§ **Task goal**:
Pick out the lines below with "keeping" and list them.

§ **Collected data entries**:

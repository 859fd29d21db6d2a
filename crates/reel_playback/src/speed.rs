//! Speed ramping for the virtual clock.
//!
//! Virtual position is integrated in closed form over a trapezoidal velocity
//! profile: speed moves linearly from `v0` to the target at a constant
//! acceleration, then holds. Only the most recent anchor is kept, so any
//! number of speed changes compose without accumulating error.

use serde::{Deserialize, Serialize};
use std::fmt;
use std::str::FromStr;

use crate::error::{PlaybackError, Result};

/// Slowest supported speed multiplier.
pub const MIN_SPEED: f64 = 0.1;
/// Fastest supported speed multiplier.
pub const MAX_SPEED: f64 = 200.0;

pub(crate) const EPSILON: f64 = 1e-9;

/// Returns `Ok(speed)` when `speed` lies in [`MIN_SPEED`, `MAX_SPEED`].
pub fn validate_speed(speed: f64) -> Result<f64> {
    if speed.is_finite() && (MIN_SPEED..=MAX_SPEED).contains(&speed) {
        Ok(speed)
    } else {
        Err(PlaybackError::speed_out_of_range(speed))
    }
}

/// The (wall, virtual, speed) state a ramp is computed from.
#[derive(Clone, Copy, Debug, PartialEq, Serialize, Deserialize)]
pub struct ClockAnchor {
    /// Speed at the anchor instant.
    pub v0: f64,
    /// Wall time the anchor was taken at.
    pub ramp_start_wall: f64,
    /// Virtual time at `ramp_start_wall`.
    pub virtual_at_ramp_start: f64,
    /// Wall seconds needed to reach `target_speed`; 0 means instantaneous.
    pub ramp_duration: f64,
    pub target_speed: f64,
    /// Speed units per wall second; `<= 0` disables ramping.
    pub acceleration: f64,
}

impl ClockAnchor {
    fn ramp_sign(&self) -> f64 {
        let delta = self.target_speed - self.v0;
        if delta.abs() < EPSILON {
            0.0
        } else {
            delta.signum()
        }
    }

    fn displacement(&self, t: f64) -> f64 {
        self.v0 * t + 0.5 * self.ramp_sign() * self.acceleration * t * t
    }

    fn recompute_ramp(&mut self) {
        self.ramp_duration = if self.acceleration > 0.0 {
            (self.target_speed - self.v0).abs() / self.acceleration
        } else {
            0.0
        };
    }

    fn ramp_settled(&self, t: f64) -> bool {
        self.ramp_duration < EPSILON || t >= self.ramp_duration
    }
}

/// Kinematic model mapping wall time to virtual time.
///
/// All sampling methods take `&self`; the current speed is derived from the
/// anchor rather than stored, so reads never mutate.
#[derive(Clone, Debug, PartialEq)]
pub struct SpeedController {
    anchor: ClockAnchor,
}

impl SpeedController {
    /// Create a controller running at `speed` from the origin.
    pub fn new(speed: f64, acceleration: f64) -> Result<Self> {
        let speed = validate_speed(speed)?;
        if !acceleration.is_finite() {
            return Err(PlaybackError::InvalidAcceleration(acceleration));
        }
        Ok(Self {
            anchor: ClockAnchor {
                v0: speed,
                ramp_start_wall: 0.0,
                virtual_at_ramp_start: 0.0,
                ramp_duration: 0.0,
                target_speed: speed,
                acceleration,
            },
        })
    }

    pub fn anchor(&self) -> &ClockAnchor {
        &self.anchor
    }

    pub fn target_speed(&self) -> f64 {
        self.anchor.target_speed
    }

    pub fn acceleration(&self) -> f64 {
        self.anchor.acceleration
    }

    /// Begin a ramp from the speed at `wall_now` towards `target`.
    pub fn set_target(&mut self, target: f64, wall_now: f64, virtual_now: f64) -> Result<()> {
        let target = validate_speed(target)?;
        let v0 = self.speed_at(wall_now);
        self.anchor.v0 = v0;
        self.anchor.ramp_start_wall = wall_now;
        self.anchor.virtual_at_ramp_start = virtual_now;
        self.anchor.target_speed = target;
        self.anchor.recompute_ramp();
        Ok(())
    }

    /// Jump to `speed` immediately and anchor at `(wall_now, virtual_pos)`.
    pub fn snap_to(&mut self, wall_now: f64, virtual_pos: f64, speed: f64) -> Result<()> {
        let speed = validate_speed(speed)?;
        self.place(wall_now, virtual_pos, speed);
        Ok(())
    }

    pub(crate) fn place(&mut self, wall_now: f64, virtual_pos: f64, speed: f64) {
        self.anchor.v0 = speed;
        self.anchor.target_speed = speed;
        self.anchor.ramp_start_wall = wall_now;
        self.anchor.virtual_at_ramp_start = virtual_pos;
        self.anchor.ramp_duration = 0.0;
    }

    /// Move the anchor to `(wall_now, virtual_now)`, keeping the target.
    ///
    /// An unfinished ramp continues from the speed reached at `wall_now`.
    pub fn reanchor(&mut self, wall_now: f64, virtual_now: f64) {
        let v0 = self.speed_at(wall_now);
        self.anchor.v0 = v0;
        self.anchor.ramp_start_wall = wall_now;
        self.anchor.virtual_at_ramp_start = virtual_now;
        self.anchor.recompute_ramp();
    }

    /// Anchor at `(wall_now, virtual_now)` running at `speed`, keeping the
    /// target. The remaining ramp is recomputed from `speed`.
    pub(crate) fn resume_at(&mut self, wall_now: f64, virtual_now: f64, speed: f64) {
        self.anchor.v0 = speed;
        self.anchor.ramp_start_wall = wall_now;
        self.anchor.virtual_at_ramp_start = virtual_now;
        self.anchor.recompute_ramp();
    }

    /// Change the ramp acceleration without disturbing virtual time.
    pub fn set_acceleration(
        &mut self,
        acceleration: f64,
        wall_now: f64,
        virtual_now: f64,
    ) -> Result<()> {
        if !acceleration.is_finite() {
            return Err(PlaybackError::InvalidAcceleration(acceleration));
        }
        let v0 = self.speed_at(wall_now);
        self.anchor.v0 = v0;
        self.anchor.ramp_start_wall = wall_now;
        self.anchor.virtual_at_ramp_start = virtual_now;
        self.anchor.acceleration = acceleration;
        self.anchor.recompute_ramp();
        Ok(())
    }

    /// Virtual time at `wall_now`.
    pub fn virtual_at(&self, wall_now: f64) -> f64 {
        let a = &self.anchor;
        let t = (wall_now - a.ramp_start_wall).max(0.0);
        if a.ramp_settled(t) {
            a.virtual_at_ramp_start
                + a.displacement(a.ramp_duration)
                + a.target_speed * (t - a.ramp_duration).max(0.0)
        } else {
            a.virtual_at_ramp_start + a.displacement(t)
        }
    }

    /// Instantaneous speed at `wall_now`.
    pub fn speed_at(&self, wall_now: f64) -> f64 {
        let a = &self.anchor;
        let t = (wall_now - a.ramp_start_wall).max(0.0);
        if a.ramp_settled(t) {
            a.target_speed
        } else {
            a.v0 + a.ramp_sign() * a.acceleration * t
        }
    }

    pub fn is_ramping(&self, wall_now: f64) -> bool {
        (self.speed_at(wall_now) - self.anchor.target_speed).abs() > EPSILON
    }
}

/// Named speed multipliers.
#[derive(Clone, Copy, Debug, PartialEq, Eq, Hash, Serialize, Deserialize)]
pub enum SpeedPreset {
    QuarterSpeed,
    HalfSpeed,
    Normal,
    Double,
    Fast,
    VeryFast,
    Scrub,
}

impl SpeedPreset {
    pub const ALL: [SpeedPreset; 7] = [
        Self::QuarterSpeed,
        Self::HalfSpeed,
        Self::Normal,
        Self::Double,
        Self::Fast,
        Self::VeryFast,
        Self::Scrub,
    ];

    pub fn multiplier(self) -> f64 {
        match self {
            Self::QuarterSpeed => 0.25,
            Self::HalfSpeed => 0.5,
            Self::Normal => 1.0,
            Self::Double => 2.0,
            Self::Fast => 5.0,
            Self::VeryFast => 20.0,
            Self::Scrub => 100.0,
        }
    }

    pub fn name(self) -> &'static str {
        match self {
            Self::QuarterSpeed => "QuarterSpeed",
            Self::HalfSpeed => "HalfSpeed",
            Self::Normal => "Normal",
            Self::Double => "Double",
            Self::Fast => "Fast",
            Self::VeryFast => "VeryFast",
            Self::Scrub => "Scrub",
        }
    }
}

impl fmt::Display for SpeedPreset {
    fn fmt(&self, f: &mut fmt::Formatter<'_>) -> fmt::Result {
        f.write_str(self.name())
    }
}

impl FromStr for SpeedPreset {
    type Err = PlaybackError;

    fn from_str(s: &str) -> Result<Self> {
        Self::ALL
            .into_iter()
            .find(|preset| preset.name() == s)
            .ok_or_else(|| PlaybackError::UnknownPreset(s.to_string()))
    }
}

§ **Solved problem**:
    /// Move the anchor to `(wall_now, virtual_now)`, keeping the target.
    /// Anchor at `(wall_now, virtual_now)` running at `speed`, keeping the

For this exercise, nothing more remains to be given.